• **What the exercise asks**
For the word "gates", search the records and show each line in which it occurs.

**** Given entries ****

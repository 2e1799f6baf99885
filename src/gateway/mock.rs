//! Scriptable gateway for unit tests
//!
//! Records every call, synthesizes deterministic projections from the request
//! key, and can hold a response behind a gate or fail the next call.

use std::collections::{BTreeSet, HashMap, VecDeque};
use std::sync::Arc;

use async_trait::async_trait;
use parking_lot::Mutex;
use tokio::sync::Notify;

use super::QueryGateway;
use crate::error::QueryError;
use crate::types::{
    DetailsKey, Edge, Fingerprint, GraphAnalysis, GraphFile, GraphId, Node, NodeDetail, NodeId,
    PathResponse, Projection, ProjectionKey,
};

#[derive(Debug, Clone, PartialEq, Eq)]
pub(crate) enum GatewayCall {
    GraphFiles,
    Nodes(GraphId),
    Analysis(GraphId),
    Projection(ProjectionKey),
    NodeDetails(DetailsKey),
    Path { from: NodeId, to: NodeId },
}

#[derive(Debug, Clone, PartialEq, Eq, Hash)]
enum GateKey {
    Projection(Fingerprint),
    Details(Fingerprint),
    Path(NodeId, NodeId),
}

/// Releases one held response
pub(crate) struct Gate(Arc<Notify>);

impl Gate {
    pub(crate) fn release(&self) {
        self.0.notify_one();
    }
}

#[derive(Default)]
struct MockState {
    calls: Vec<GatewayCall>,
    graph_files: Vec<GraphFile>,
    nodes: HashMap<GraphId, Vec<Node>>,
    paths: HashMap<(NodeId, NodeId), PathResponse>,
    projection_failures: VecDeque<QueryError>,
    details_failures: VecDeque<QueryError>,
    path_failures: VecDeque<QueryError>,
    gates: HashMap<GateKey, Arc<Notify>>,
}

#[derive(Default)]
pub(crate) struct MockGateway {
    state: Mutex<MockState>,
}

impl MockGateway {
    pub(crate) fn new() -> Self {
        Self::default()
    }

    pub(crate) fn set_graph_files(&self, files: Vec<GraphFile>) {
        self.state.lock().graph_files = files;
    }

    pub(crate) fn set_nodes(&self, graph: GraphId, nodes: Vec<Node>) {
        self.state.lock().nodes.insert(graph, nodes);
    }

    pub(crate) fn set_path(&self, response: PathResponse) {
        let key = (response.from_node.clone(), response.to_node.clone());
        self.state.lock().paths.insert(key, response);
    }

    pub(crate) fn fail_next_projection(&self, error: QueryError) {
        self.state.lock().projection_failures.push_back(error);
    }

    pub(crate) fn fail_next_details(&self, error: QueryError) {
        self.state.lock().details_failures.push_back(error);
    }

    pub(crate) fn fail_next_path(&self, error: QueryError) {
        self.state.lock().path_failures.push_back(error);
    }

    /// Hold the next projection response for `key` until released
    pub(crate) fn hold_projection(&self, key: &ProjectionKey) -> Gate {
        self.gate(GateKey::Projection(key.fingerprint()))
    }

    /// Hold the next details response for `key` until released
    pub(crate) fn hold_details(&self, key: &DetailsKey) -> Gate {
        self.gate(GateKey::Details(key.fingerprint()))
    }

    /// Hold the next path response for `from`/`to` until released
    pub(crate) fn hold_path(&self, from: &NodeId, to: &NodeId) -> Gate {
        self.gate(GateKey::Path(from.clone(), to.clone()))
    }

    pub(crate) fn calls(&self) -> Vec<GatewayCall> {
        self.state.lock().calls.clone()
    }

    pub(crate) fn projection_calls(&self) -> Vec<ProjectionKey> {
        self.calls()
            .into_iter()
            .filter_map(|call| match call {
                GatewayCall::Projection(key) => Some(key),
                _ => None,
            })
            .collect()
    }

    pub(crate) fn count(&self, matches: impl Fn(&GatewayCall) -> bool) -> usize {
        self.state.lock().calls.iter().filter(|c| matches(c)).count()
    }

    fn gate(&self, key: GateKey) -> Gate {
        let notify = Arc::new(Notify::new());
        self.state.lock().gates.insert(key, Arc::clone(&notify));
        Gate(notify)
    }

    /// Record the call and take its gate, if one is set
    fn begin(&self, call: GatewayCall, gate: GateKey) -> Option<Arc<Notify>> {
        let mut state = self.state.lock();
        state.calls.push(call);
        state.gates.remove(&gate)
    }

    async fn wait(gate: Option<Arc<Notify>>) {
        if let Some(gate) = gate {
            gate.notified().await;
        }
    }
}

/// Deterministic projection derived from the request key
pub(crate) fn synthesize(key: &ProjectionKey) -> Projection {
    let mut nodes: Vec<Node> = key
        .selected
        .iter()
        .map(|id| Node::new(id.clone(), id.as_str(), "SharedLibrary").with_selected(true))
        .collect();
    nodes.extend(
        key.extra
            .iter()
            .filter(|id| !key.selected.contains(*id))
            .map(|id| Node::new(id.clone(), id.as_str(), "SharedLibrary")),
    );

    let ids: Vec<&NodeId> = nodes.iter().map(|n| &n.id).collect();
    let edges = ids
        .windows(2)
        .map(|pair| Edge::direct(pair[0].clone(), pair[1].clone()))
        .collect();
    let transitive_edges = match (key.transitive, ids.first(), ids.last()) {
        (true, Some(first), Some(last)) if ids.len() > 2 => {
            vec![Edge::transitive((*first).clone(), (*last).clone())]
        }
        _ => Vec::new(),
    };

    Projection::with_data(nodes, edges, transitive_edges)
}

#[async_trait]
impl QueryGateway for MockGateway {
    async fn list_graph_files(&self) -> Result<Vec<GraphFile>, QueryError> {
        let mut state = self.state.lock();
        state.calls.push(GatewayCall::GraphFiles);
        Ok(state.graph_files.clone())
    }

    async fn fetch_nodes(&self, graph: &GraphId) -> Result<Vec<Node>, QueryError> {
        let mut state = self.state.lock();
        state.calls.push(GatewayCall::Nodes(graph.clone()));
        Ok(state.nodes.get(graph).cloned().unwrap_or_default())
    }

    async fn fetch_analysis(&self, graph: &GraphId) -> Result<GraphAnalysis, QueryError> {
        let mut state = self.state.lock();
        state.calls.push(GatewayCall::Analysis(graph.clone()));
        let node_count = state.nodes.get(graph).map_or(0, Vec::len);
        let mut analysis = GraphAnalysis::default();
        analysis
            .counts
            .insert("NODE".to_string(), serde_json::json!(node_count));
        Ok(analysis)
    }

    async fn fetch_projection(&self, key: &ProjectionKey) -> Result<Projection, QueryError> {
        let gate = self.begin(
            GatewayCall::Projection(key.clone()),
            GateKey::Projection(key.fingerprint()),
        );
        Self::wait(gate).await;

        match self.state.lock().projection_failures.pop_front() {
            Some(error) => Err(error),
            None => Ok(synthesize(key)),
        }
    }

    async fn fetch_node_details(
        &self,
        graph: &GraphId,
        selected: &BTreeSet<NodeId>,
        transitive: bool,
    ) -> Result<Vec<NodeDetail>, QueryError> {
        let key = DetailsKey {
            graph: graph.clone(),
            selected: selected.clone(),
            transitive,
        };
        let gate = self.begin(
            GatewayCall::NodeDetails(key.clone()),
            GateKey::Details(key.fingerprint()),
        );
        Self::wait(gate).await;

        if let Some(error) = self.state.lock().details_failures.pop_front() {
            return Err(error);
        }
        Ok(selected
            .iter()
            .map(|id| NodeDetail {
                id: id.clone(),
                node: id.to_string(),
                name: id.to_string(),
                attribs: Vec::new(),
                dependers: Vec::new(),
                dependencies: Vec::new(),
            })
            .collect())
    }

    async fn fetch_path(
        &self,
        _graph: &GraphId,
        from: &NodeId,
        to: &NodeId,
    ) -> Result<PathResponse, QueryError> {
        let gate = self.begin(
            GatewayCall::Path {
                from: from.clone(),
                to: to.clone(),
            },
            GateKey::Path(from.clone(), to.clone()),
        );
        Self::wait(gate).await;

        let mut state = self.state.lock();
        if let Some(error) = state.path_failures.pop_front() {
            return Err(error);
        }
        state
            .paths
            .get(&(from.clone(), to.clone()))
            .cloned()
            .ok_or_else(|| QueryError::Server {
                status: 404,
                message: format!("no path from {} to {}", from, to),
            })
    }
}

****

• **Written answer**
    gates: HashMap<GateKey, Arc<Notify>>,
        self.state.lock().gates.insert(key, Arc::clone(&notify));
        state.gates.remove(&gate)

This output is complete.